O mais curioso é a acusação. O estabelecimento em questão não negligenciou a higiene nem serviu comida ou bebida estragadas. Seu (suposto) erro foi incluir formigas como um dos ingredientes.
Formigas na cozinha?
Ao consultar avaliações online, funcionários do Departamento de Segurança Alimentar e Farmacêutica do país se depararam com menções estranhas sobre um restaurante de Seul: além de mencionarem suas carnes, peixes, vinhos e sobremesas, os clientes se referiam a um sorvete coberto com insetos. Para ser mais preciso, o chef estava usando formigas pretas secas importadas diretamente dos Estados Unidos e da Tailândia.

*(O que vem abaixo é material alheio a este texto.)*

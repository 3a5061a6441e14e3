//! Message content types.

use std::collections::HashMap;

use chrono::{DateTime, Utc};
use serde::{Deserialize, Serialize};
use tracing::warn;

use crate::Result;
use crate::identity::{IdentityDirectory, User, UserId};

/// Unique identifier for a message.
#[derive(Debug, Clone, Copy, PartialEq, Eq, Hash, PartialOrd, Ord, Serialize, Deserialize)]
pub struct MessageId(pub i64);

impl MessageId {
    /// Create a new message ID.
    #[must_use]
    pub const fn new(id: i64) -> Self {
        Self(id)
    }
}

impl std::fmt::Display for MessageId {
    fn fmt(&self, f: &mut std::fmt::Formatter<'_>) -> std::fmt::Result {
        write!(f, "{}", self.0)
    }
}

/// Which recipient list a fan-out row belongs to.
#[derive(Debug, Clone, Copy, PartialEq, Eq, Hash, Serialize, Deserialize)]
pub enum RecipientClass {
    /// Primary recipients.
    To,
    /// Carbon copy.
    Cc,
    /// Blind carbon copy.
    Bcc,
}

impl RecipientClass {
    /// All classes in storage order.
    pub const ALL: [Self; 3] = [Self::To, Self::Cc, Self::Bcc];

    /// Parse from database string representation.
    #[must_use]
    pub fn parse(s: &str) -> Option<Self> {
        match s {
            "TO" => Some(Self::To),
            "CC" => Some(Self::Cc),
            "BCC" => Some(Self::Bcc),
            _ => None,
        }
    }

    /// Convert to database string representation.
    #[must_use]
    pub const fn as_str(&self) -> &'static str {
        match self {
            Self::To => "TO",
            Self::Cc => "CC",
            Self::Bcc => "BCC",
        }
    }
}

/// The editable part of a message: recipients, subject and body.
#[derive(Debug, Clone, Default, PartialEq, Eq, Serialize, Deserialize)]
pub struct Composition {
    /// Primary recipients.
    pub to: Vec<UserId>,
    /// Carbon-copy recipients.
    pub cc: Vec<UserId>,
    /// Blind carbon-copy recipients.
    pub bcc: Vec<UserId>,
    /// Subject line.
    pub subject: String,
    /// Plain-text body.
    pub body: String,
}

impl Composition {
    /// A composition addressed to `to` with no copies.
    #[must_use]
    pub fn new(to: Vec<UserId>, subject: impl Into<String>, body: impl Into<String>) -> Self {
        Self {
            to,
            cc: Vec::new(),
            bcc: Vec::new(),
            subject: subject.into(),
            body: body.into(),
        }
    }

    /// Set the carbon-copy list.
    #[must_use]
    pub fn with_cc(mut self, cc: Vec<UserId>) -> Self {
        self.cc = cc;
        self
    }

    /// Set the blind carbon-copy list.
    #[must_use]
    pub fn with_bcc(mut self, bcc: Vec<UserId>) -> Self {
        self.bcc = bcc;
        self
    }

    /// Recipients of one class.
    #[must_use]
    pub fn recipients(&self, class: RecipientClass) -> &[UserId] {
        match class {
            RecipientClass::To => &self.to,
            RecipientClass::Cc => &self.cc,
            RecipientClass::Bcc => &self.bcc,
        }
    }
}

/// A stored message. Users are referenced by id only.
#[derive(Debug, Clone, PartialEq, Eq, Serialize, Deserialize)]
pub struct Message {
    /// Unique identifier.
    pub id: MessageId,
    /// Author.
    pub sender: UserId,
    /// Primary recipients, in the order they were addressed.
    pub to: Vec<UserId>,
    /// Carbon-copy recipients.
    pub cc: Vec<UserId>,
    /// Blind carbon-copy recipients.
    pub bcc: Vec<UserId>,
    /// Subject line.
    pub subject: String,
    /// Plain-text body.
    pub body: String,
    /// When the message was last saved (drafts) or sent.
    pub sent_at: DateTime<Utc>,
}

impl Message {
    /// The editable content of this message.
    #[must_use]
    pub fn composition(&self) -> Composition {
        Composition {
            to: self.to.clone(),
            cc: self.cc.clone(),
            bcc: self.bcc.clone(),
            subject: self.subject.clone(),
            body: self.body.clone(),
        }
    }

    /// Resolve sender and recipient ids against `directory`.
    ///
    /// A sender that no longer resolves becomes `None` and unresolvable
    /// recipients are omitted; neither fails the read.
    ///
    /// # Errors
    ///
    /// Returns an error only if the directory lookup itself fails.
    pub async fn resolve<D: IdentityDirectory>(&self, directory: &D) -> Result<ResolvedMessage> {
        let mut cache: HashMap<UserId, Option<User>> = HashMap::new();

        let sender = lookup(directory, &mut cache, self.sender).await?;
        if sender.is_none() {
            warn!("Message {} has dangling sender {}", self.id, self.sender);
        }

        let mut resolved = [Vec::new(), Vec::new(), Vec::new()];
        for (slot, ids) in resolved.iter_mut().zip([&self.to, &self.cc, &self.bcc]) {
            for &id in ids {
                match lookup(directory, &mut cache, id).await? {
                    Some(user) => slot.push(user),
                    None => warn!("Message {} has dangling recipient {id}", self.id),
                }
            }
        }
        let [to, cc, bcc] = resolved;

        Ok(ResolvedMessage {
            id: self.id,
            sender,
            to,
            cc,
            bcc,
            subject: self.subject.clone(),
            body: self.body.clone(),
            sent_at: self.sent_at,
        })
    }
}

async fn lookup<D: IdentityDirectory>(
    directory: &D,
    cache: &mut HashMap<UserId, Option<User>>,
    id: UserId,
) -> Result<Option<User>> {
    if let Some(hit) = cache.get(&id) {
        return Ok(hit.clone());
    }
    let user = directory.find_by_id(id).await?;
    cache.insert(id, user.clone());
    Ok(user)
}

/// A message with its user references resolved for display.
#[derive(Debug, Clone, PartialEq, Eq, Serialize, Deserialize)]
pub struct ResolvedMessage {
    /// Unique identifier.
    pub id: MessageId,
    /// Author, or `None` if the sender's record no longer exists.
    pub sender: Option<User>,
    /// Primary recipients that still resolve.
    pub to: Vec<User>,
    /// Carbon-copy recipients that still resolve.
    pub cc: Vec<User>,
    /// Blind carbon-copy recipients that still resolve.
    pub bcc: Vec<User>,
    /// Subject line.
    pub subject: String,
    /// Plain-text body.
    pub body: String,
    /// When the message was last saved or sent.
    pub sent_at: DateTime<Utc>,
}

impl ResolvedMessage {
    /// Sender display string, or a placeholder when the sender is gone.
    #[must_use]
    pub fn sender_display(&self) -> String {
        self.sender
            .as_ref()
            .map_or_else(|| "(unknown sender)".to_string(), User::display)
    }
}
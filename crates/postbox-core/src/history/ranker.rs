//! Frequency-ranked address history.

use std::cmp::Reverse;
use std::collections::HashMap;
use std::sync::{Mutex, MutexGuard, PoisonError};

use tracing::debug;

use super::model::{AddressUsage, HistoryStats};
use crate::Result;
use crate::identity::{IdentityDirectory, UserId, normalize_email};

const STATS_TOP: usize = 5;

/// One user's addresses in first-use order, with an index by address.
#[derive(Debug, Default)]
struct UsageLog {
    entries: Vec<AddressUsage>,
    positions: HashMap<String, usize>,
}

impl UsageLog {
    fn record(&mut self, address: String) {
        if let Some(&pos) = self.positions.get(&address) {
            self.entries[pos].count = self.entries[pos].count.saturating_add(1);
        } else {
            self.positions.insert(address.clone(), self.entries.len());
            self.entries.push(AddressUsage { address, count: 1 });
        }
    }

    fn count(&self, address: &str) -> u32 {
        self.positions
            .get(address)
            .map_or(0, |&pos| self.entries[pos].count)
    }

    /// Entries by descending count. The sort is stable, so ties keep
    /// first-use order.
    fn ranked(&self) -> Vec<AddressUsage> {
        let mut ranked = self.entries.clone();
        ranked.sort_by_key(|usage| Reverse(usage.count));
        ranked
    }
}

/// Per-user address history used to rank autocomplete suggestions.
///
/// Create one per process at startup and share it by reference; it is
/// dropped with the process and never written to disk. Every operation
/// locks an internal mutex, so concurrent `record_usage` calls for the same
/// user are serialized and no increment is lost. The lock is never held
/// across an `.await`.
#[derive(Debug)]
pub struct AddressHistory<D> {
    directory: D,
    logs: Mutex<HashMap<UserId, UsageLog>>,
}

impl<D: IdentityDirectory> AddressHistory<D> {
    /// Empty history. `directory` supplies the candidates for [`search`].
    ///
    /// [`search`]: Self::search
    pub fn new(directory: D) -> Self {
        Self {
            directory,
            logs: Mutex::new(HashMap::new()),
        }
    }

    fn logs(&self) -> MutexGuard<'_, HashMap<UserId, UsageLog>> {
        self.logs.lock().unwrap_or_else(PoisonError::into_inner)
    }

    /// Count one use of each address for `user`.
    ///
    /// Addresses are trimmed and lowercased; blank ones are ignored.
    pub fn record_usage<I, A>(&self, user: UserId, addresses: I)
    where
        I: IntoIterator<Item = A>,
        A: AsRef<str>,
    {
        let mut logs = self.logs();
        let log = logs.entry(user).or_default();
        let mut recorded = 0_usize;
        for address in addresses {
            let address = normalize_email(address.as_ref());
            if !address.is_empty() {
                log.record(address);
                recorded += 1;
            }
        }
        debug!("Recorded {recorded} address use(s) for user {user}");
    }

    /// Up to `limit` of `user`'s addresses, most used first.
    #[must_use]
    pub fn top_frequent(&self, user: UserId, limit: usize) -> Vec<String> {
        self.logs()
            .get(&user)
            .map(|log| {
                log.ranked()
                    .into_iter()
                    .take(limit)
                    .map(|usage| usage.address)
                    .collect()
            })
            .unwrap_or_default()
    }

    /// Registered addresses matching `prefix`, up to `limit`.
    ///
    /// Addresses that start with the prefix come first; substring matches
    /// fill any remaining slots. Within each group, addresses `user` has
    /// used more often rank higher and the rest keep directory order.
    /// A blank prefix matches nothing.
    ///
    /// # Errors
    ///
    /// Returns an error if the directory cannot be read.
    pub async fn search(&self, user: UserId, prefix: &str, limit: usize) -> Result<Vec<String>> {
        let needle = normalize_email(prefix);
        if needle.is_empty() || limit == 0 {
            return Ok(Vec::new());
        }

        let users = self.directory.find_all().await?;
        let (mut starts, mut contains): (Vec<String>, Vec<String>) = users
            .iter()
            .map(|user| normalize_email(&user.email))
            .filter(|email| email.contains(&needle))
            .partition(|email| email.starts_with(&needle));

        {
            let logs = self.logs();
            if let Some(log) = logs.get(&user) {
                starts.sort_by_key(|email| Reverse(log.count(email)));
                contains.sort_by_key(|email| Reverse(log.count(email)));
            }
        }

        let mut results = starts;
        results.truncate(limit);
        for email in contains {
            if results.len() >= limit {
                break;
            }
            if !results.contains(&email) {
                results.push(email);
            }
        }
        Ok(results)
    }

    /// Every address in `user`'s history, in first-use order.
    #[must_use]
    pub fn known_addresses(&self, user: UserId) -> Vec<String> {
        self.logs()
            .get(&user)
            .map(|log| log.entries.iter().map(|u| u.address.clone()).collect())
            .unwrap_or_default()
    }

    /// Forget `user`'s history.
    pub fn clear(&self, user: UserId) {
        if self.logs().remove(&user).is_some() {
            debug!("Cleared address history for user {user}");
        }
    }

    /// Summary of `user`'s history.
    #[must_use]
    pub fn stats(&self, user: UserId) -> HistoryStats {
        let logs = self.logs();
        let Some(log) = logs.get(&user) else {
            return HistoryStats::default();
        };

        let mut top = log.ranked();
        top.truncate(STATS_TOP);
        HistoryStats {
            distinct: log.entries.len(),
            total_uses: log.entries.iter().map(|u| u64::from(u.count)).sum(),
            top,
        }
    }
}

O mais curioso é que esse não era um fenômeno novo. Segundo a imprensa local, o restaurante começou a comprá-las em 2021, o que significa que a sobremesa já estava no cardápio há anos.
Então, qual é o problema?
Gostos e escrúpulos à parte, a principal questão é que a legislação sul-coreana é muito rigorosa quanto ao que pode e não pode ser usado na indústria de serviços alimentícios. E as formigas pretas se enquadram nessa última categoria, a proibida.
Não que a legislação do país proíba a venda de insetos para consumo humano, mas sua lista é muito restrita e precisamente definida: limita-se a cerca de dez espécies, incluindo gafanhotos, larvas de farinha, grilos, polpa de abelha-bombus e pupas de bicho-da-seda.
Nada de formigas.
E se quiserem experimentar coisas novas?
Se um chef quiser ser original e experimentar novos ingredientes, pode, mas primeiro precisa solicitar autorização específica às autoridades. A Agência de Segurança Alimentar também insiste que é muito clara sobre o assunto e não tolerará desculpas.

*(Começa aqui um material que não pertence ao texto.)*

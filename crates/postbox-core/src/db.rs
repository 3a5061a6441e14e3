//! Connection pool and schema.
//!
//! Every component shares one pool so that the mail service can run message
//! and mailbox writes inside a single transaction.

use std::str::FromStr;

use sqlx::Sqlite;
use sqlx::pool::PoolConnection;
use sqlx::sqlite::{SqliteConnectOptions, SqlitePool, SqlitePoolOptions};

use crate::{Config, Result};

/// A scoped transaction. Dropping it without calling `commit` rolls back.
pub type Tx = sqlx::Transaction<'static, Sqlite>;

/// Handle to the backing `SQLite` store.
#[derive(Debug, Clone)]
pub struct Database {
    pool: SqlitePool,
}

impl Database {
    /// Open (or create) the database described by `config`.
    ///
    /// Creates the parent directory and tables if they don't exist.
    ///
    /// # Errors
    ///
    /// Returns an error if the directory cannot be created, the connection
    /// fails or schema creation fails.
    pub async fn open(config: &Config) -> Result<Self> {
        if let Some(parent) = config.database_path.parent()
            && !parent.as_os_str().is_empty()
        {
            tokio::fs::create_dir_all(parent).await?;
        }

        let options = SqliteConnectOptions::new()
            .filename(&config.database_path)
            .create_if_missing(true)
            .foreign_keys(true);
        let pool = SqlitePoolOptions::new()
            .max_connections(config.max_connections)
            .connect_with(options)
            .await?;

        tracing::debug!("Opened database at {}", config.database_path.display());
        let db = Self { pool };
        db.initialize().await?;
        Ok(db)
    }

    /// Create an in-memory database for testing.
    ///
    /// Uses a single connection that is never recycled, since every
    /// `SQLite` memory connection is its own database.
    ///
    /// # Errors
    ///
    /// Returns an error if the database connection fails or schema creation fails.
    pub async fn in_memory() -> Result<Self> {
        let options = SqliteConnectOptions::from_str("sqlite::memory:")?.foreign_keys(true);
        let pool = SqlitePoolOptions::new()
            .max_connections(1)
            .idle_timeout(None)
            .max_lifetime(None)
            .connect_with(options)
            .await?;

        let db = Self { pool };
        db.initialize().await?;
        Ok(db)
    }

    /// Start a transaction.
    ///
    /// # Errors
    ///
    /// Returns an error if no connection is available or `BEGIN` fails.
    pub async fn begin(&self) -> Result<Tx> {
        Ok(self.pool.begin().await?)
    }

    /// Check out a plain connection for reads.
    ///
    /// # Errors
    ///
    /// Returns an error if no connection is available.
    pub async fn acquire(&self) -> Result<PoolConnection<Sqlite>> {
        Ok(self.pool.acquire().await?)
    }

    pub(crate) const fn pool(&self) -> &SqlitePool {
        &self.pool
    }

    /// Initialize database schema.
    async fn initialize(&self) -> Result<()> {
        sqlx::query(
            r"
            CREATE TABLE IF NOT EXISTS users (
                id INTEGER PRIMARY KEY AUTOINCREMENT,
                name TEXT NOT NULL,
                last_name TEXT NOT NULL DEFAULT '',
                email TEXT NOT NULL UNIQUE,
                role TEXT NOT NULL DEFAULT 'USER',
                created_at TEXT NOT NULL DEFAULT CURRENT_TIMESTAMP
            )
            ",
        )
        .execute(&self.pool)
        .await?;

        // No foreign key to users: a deleted user leaves a dangling sender
        // id that reads resolve to nothing.
        sqlx::query(
            r"
            CREATE TABLE IF NOT EXISTS messages (
                id INTEGER PRIMARY KEY AUTOINCREMENT,
                sender_id INTEGER NOT NULL,
                subject TEXT NOT NULL DEFAULT '',
                body TEXT NOT NULL DEFAULT '',
                sent_at TEXT NOT NULL
            )
            ",
        )
        .execute(&self.pool)
        .await?;

        sqlx::query(
            r"
            CREATE INDEX IF NOT EXISTS idx_messages_sender ON messages(sender_id)
            ",
        )
        .execute(&self.pool)
        .await?;

        sqlx::query(
            r"
            CREATE TABLE IF NOT EXISTS message_recipients (
                message_id INTEGER NOT NULL REFERENCES messages(id) ON DELETE CASCADE,
                recipient_id INTEGER NOT NULL,
                class TEXT NOT NULL CHECK (class IN ('TO', 'CC', 'BCC')),
                position INTEGER NOT NULL,
                PRIMARY KEY (message_id, class, position)
            )
            ",
        )
        .execute(&self.pool)
        .await?;

        sqlx::query(
            r"
            CREATE TABLE IF NOT EXISTS mailbox_entries (
                user_id INTEGER NOT NULL,
                message_id INTEGER NOT NULL REFERENCES messages(id) ON DELETE CASCADE,
                folder TEXT NOT NULL CHECK (folder IN ('INBOX', 'SENT', 'DRAFTS')),
                is_read INTEGER NOT NULL DEFAULT 0,
                is_deleted INTEGER NOT NULL DEFAULT 0,
                PRIMARY KEY (user_id, message_id)
            )
            ",
        )
        .execute(&self.pool)
        .await?;

        // Folder listings filter on (user, folder)
        sqlx::query(
            r"
            CREATE INDEX IF NOT EXISTS idx_mailbox_user_folder
            ON mailbox_entries(user_id, folder)
            ",
        )
        .execute(&self.pool)
        .await?;

        Ok(())
    }
}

"Qualquer pessoa pode verificar facilmente no site do departamento, entre outros sites, quais matérias-primas podem ser usadas em alimentos. Portanto, os operadores, em particular, devem primeiro verificar se uma matéria-prima é adequada para uso em alimentos antes de comprá-la ou utilizá-la."
Muitas foram vendidas?
Parece que sim. Segundo cálculos das autoridades, o restaurante serviu um total de 49 mil formigas em 12,2 mil taças de sorvete. O restaurante esclarece esse número e aponta alguns problemas. Primeiro, que não houve intenção maliciosa. O chef usou a receita nos EUA e na Europa para adicionar acidez aos seus sorvetes, mas, ao trazê-la para a Coreia do Sul, desconhecia a mudança na legislação.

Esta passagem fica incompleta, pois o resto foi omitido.